メールは、日本語ではテストができませんので、すべて英語のメールにしています。今日は、寄贈を受けたという設定なので、さっくり最後の一般公開のモジュールまで、進んでみることにします。

Appraisal Module
まずは、グーグルからメールをごっそりePADDへインポートしました。場合によては、ログインができないときがあります。理由は、おそらくグーグルの2段階認証が原因ではないかと思います。

→ この問題は、一度そのPCからグーグルにログインしたら、無事動くようになりました。(グーグルのセキュリティーは意外とちゃんとしていますね。笑)
それに、どうもchromeとは相性が悪いようです。Firefoxのほうがスムーズにできます。

ePADDに表示されるEntitiesの分析には時間がかかります。それに、日本人の名前は分析できていない模様(有名人はできた)。おそらくwikiの人物名を活用しているようです。

Appraisal Moduleは、寄贈する人またはアーキビストが行う前提のようです。なので、このモデュールで処理したものをエクスポートするとZIPが出るので、それをアーカイブへ提出する仕組みのようです。

Processing Module
エクスポートされたデータを受け取ったアーキビストは、ここで様々な資料整理を行います。メールに公開制限をかけたり、Entityを編集したり、lexiconを入力したりします。ここは、かなり時間が掛かるところだと思われます。要するに、100箱の文書がどんーと来たという状況の同じですよね。

Delivery module
閲覧室用。Processing Moduleで整理されたデータは、閲覧室で公開されます。しかし、Processing Moduleで制限をかけたものは読めません。

Discovery module
一般公開用。すべてのメールが、リストだけが見られるような形で、本文はすべて...で消され読めない状態です。メールアドレスも半分は表示されないし、URLも判読できない状態で表示されます。

全体的な仕組みとしては、Appraisal moduleを経て作成されたデータは、Processing Moduleを経て、Delivery Module用のデータとDiscovery Module用のデータとしてエクスポートできます。そのデータは、epadd-processing,、epadd-discovery、epadd-deliveryのフォルダーに夫々格納されていれば、ePADDの該当するModuleに反映されます。

なので、各モジュールは別の人が担当しても、各モジュールに必要なデータを次の業務を担当する人が受け取って、該当するフォルダーに追加すればePADDに反映されるので、モジュールに分かれていることが、最初は不便に思われましたが、なんだか便利な気もします。

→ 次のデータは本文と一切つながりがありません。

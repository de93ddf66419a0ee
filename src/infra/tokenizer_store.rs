// ============================================================
// Layer 6 — Tokenizer Store
// ============================================================
// Loads a HuggingFace `tokenizer.json` from disk and exposes
// its normalizer + pre-tokenizer as a Segmenter.
//
// Only the text-splitting half of the tokenizer is used. The
// vocabulary model is never run, because the aligner needs
// surface strings, not ids or sub-word pieces.
//
// A normalizer that rewrites text (lower-casing, accent
// stripping) produces tokens that are not substrings of the
// input, and such requests fail with AlignmentFailure.

use anyhow::Result;
use std::path::PathBuf;
use tokenizers::{
    Normalizer, OffsetReferential, OffsetType, PreTokenizedString, PreTokenizer, Tokenizer,
};

use crate::data::segmenter::group_sentences;
use crate::domain::traits::Segmenter;
use crate::error::ServiceError;

/// File name looked up when the store points at a directory
const TOKENIZER_FILE: &str = "tokenizer.json";

pub struct TokenizerStore {
    path: PathBuf,
}

impl TokenizerStore {
    /// `path` may be a tokenizer.json file or a directory holding one
    pub fn new(path: impl Into<PathBuf>) -> Self {
        Self { path: path.into() }
    }

    /// Resolved path of the tokenizer.json file
    pub fn file(&self) -> PathBuf {
        if self.path.is_dir() {
            self.path.join(TOKENIZER_FILE)
        } else {
            self.path.clone()
        }
    }

    /// Load the tokenizer from disk
    pub fn load(&self) -> Result<Tokenizer> {
        let path = self.file();
        Tokenizer::from_file(&path).map_err(|e| {
            anyhow::anyhow!("Cannot load tokenizer from '{}': {}", path.display(), e)
        })
    }

    /// Load the tokenizer and wrap it as a Segmenter
    pub fn segmenter(&self) -> Result<PretrainedSegmenter> {
        let tokenizer = self.load()?;
        tracing::info!("Loaded tokenizer from '{}'", self.file().display());
        Ok(PretrainedSegmenter::new(tokenizer))
    }
}

// ─── PretrainedSegmenter ──────────────────────────────────────────────────────
/// Segmenter backed by a loaded tokenizer's normalizer and pre-tokenizer.
pub struct PretrainedSegmenter {
    tokenizer: Tokenizer,
}

impl PretrainedSegmenter {
    pub fn new(tokenizer: Tokenizer) -> Self {
        Self { tokenizer }
    }
}

impl Segmenter for PretrainedSegmenter {
    fn segment(&self, text: &str) -> crate::error::Result<Vec<Vec<String>>> {
        let mut pretokenized = PreTokenizedString::from(text);

        if let Some(normalizer) = self.tokenizer.get_normalizer() {
            pretokenized
                .normalize(|s| normalizer.normalize(s))
                .map_err(|e| ServiceError::Segmentation(e.to_string()))?;
        }
        if let Some(pre_tokenizer) = self.tokenizer.get_pre_tokenizer() {
            pre_tokenizer
                .pre_tokenize(&mut pretokenized)
                .map_err(|e| ServiceError::Segmentation(e.to_string()))?;
        }

        let splits = pretokenized.get_splits(OffsetReferential::Original, OffsetType::Byte);
        Ok(group_sentences(
            text,
            splits.into_iter().map(|(token, offsets, _)| (token, offsets)),
        ))
    }
}

// ─── Unit Tests ───────────────────────────────────────────────────────────────
#[cfg(test)]
mod tests {
    use super::*;
    use std::path::Path;

    /// Minimal word-level tokenizer.json with the given normalizer
    fn write_tokenizer(dir: &Path, normalizer: serde_json::Value) -> PathBuf {
        let json = serde_json::json!({
            "version": "1.0",
            "truncation": null,
            "padding": null,
            "added_tokens": [],
            "normalizer": normalizer,
            "pre_tokenizer": { "type": "Whitespace" },
            "post_processor": null,
            "decoder": null,
            "model": {
                "type": "WordLevel",
                "vocab": { "[UNK]": 0, "hi": 1, "there": 2 },
                "unk_token": "[UNK]"
            }
        });
        let path = dir.join(TOKENIZER_FILE);
        std::fs::write(&path, serde_json::to_string_pretty(&json).unwrap()).unwrap();
        path
    }

    #[test]
    fn test_directory_resolves_to_tokenizer_json() {
        let dir   = tempfile::tempdir().unwrap();
        let store = TokenizerStore::new(dir.path());
        assert_eq!(store.file(), dir.path().join(TOKENIZER_FILE));
    }

    #[test]
    fn test_missing_file_is_an_error() {
        let dir   = tempfile::tempdir().unwrap();
        let store = TokenizerStore::new(dir.path().join("nope.json"));
        let err   = store.load().err().expect("load should fail");
        assert!(err.to_string().contains("Cannot load tokenizer"));
    }

    #[test]
    fn test_pre_tokenizer_without_normalizer() {
        let dir = tempfile::tempdir().unwrap();
        write_tokenizer(dir.path(), serde_json::Value::Null);

        let seg = TokenizerStore::new(dir.path()).segmenter().unwrap();
        let out = seg.segment("Hi there. Bye").unwrap();
        assert_eq!(out, vec![vec!["Hi", "there", "."], vec!["Bye"]]);
    }

    #[test]
    fn test_lowercase_normalizer_changes_tokens() {
        let dir  = tempfile::tempdir().unwrap();
        let file = write_tokenizer(dir.path(), serde_json::json!({ "type": "Lowercase" }));

        let seg = TokenizerStore::new(file).segmenter().unwrap();
        let out = seg.segment("Hi there.").unwrap();
        assert_eq!(out, vec![vec!["hi", "there", "."]]);
    }
}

今日は、これで何となくePADDがどのように動くかということがわかりましたので、これでePADDはとりあえずお終いにしたいと思います!皆さまお疲れ様でした!パチパチパチ!!!

ーーーーーーーーーーーーーーーーーーー
次回
5月22日(金)19:00~
Bitcuratorをもう一度掘り下げることになりました~


2020年5月1日金曜日

【54】ePADD(Processing + Discovery module)

今日の勉強会もZoomで進めます。
京都組は、お腹を壊していた人もいたのに、さっそくハンバーガーにビールを手にして現れました。笑 

今日もePADDの続きです~ マニュアルは↓

ePADD User Manual
https://docs.google.com/document/d/1CVIpWK5FNs5KWVHgvtWTa7u0tZjUrFrBHq6_6ZJVfEA/edit#heading=h.3znysh7

文字コードについて
まずは、文字コードに関する議論から入りました。
メールを送受信する際の、文字コードについて理解する必要があるようです。そこで、メールのメッセージソースを見てみることにします。そこには、どういう文字コードで送受信したかが記録されているとのことですが… 先生の説明を消化できぬ我々でございます。汗

ということで、以下の記事が参考になりそうなので、皆勉強しましょう。

日本語メールの仕組み
https://sendgrid.kke.co.jp/blog/?p=10958

メールの文字コードを理解する
https://www.atmarkit.co.jp/ait/articles/0602/18/news009.html


Entitiesの数がModuleで異なる件
ということで、今日のePADDは日本語なしで試します。
今日は、前回Discovery Moduleへ入れたメールを見るところから続けます。しかし、Entitiesの数はAppraisal Moduleでは216ですが、Processing Module, Discovery Moduleでは228で、数が増えています。なぜでしょう… 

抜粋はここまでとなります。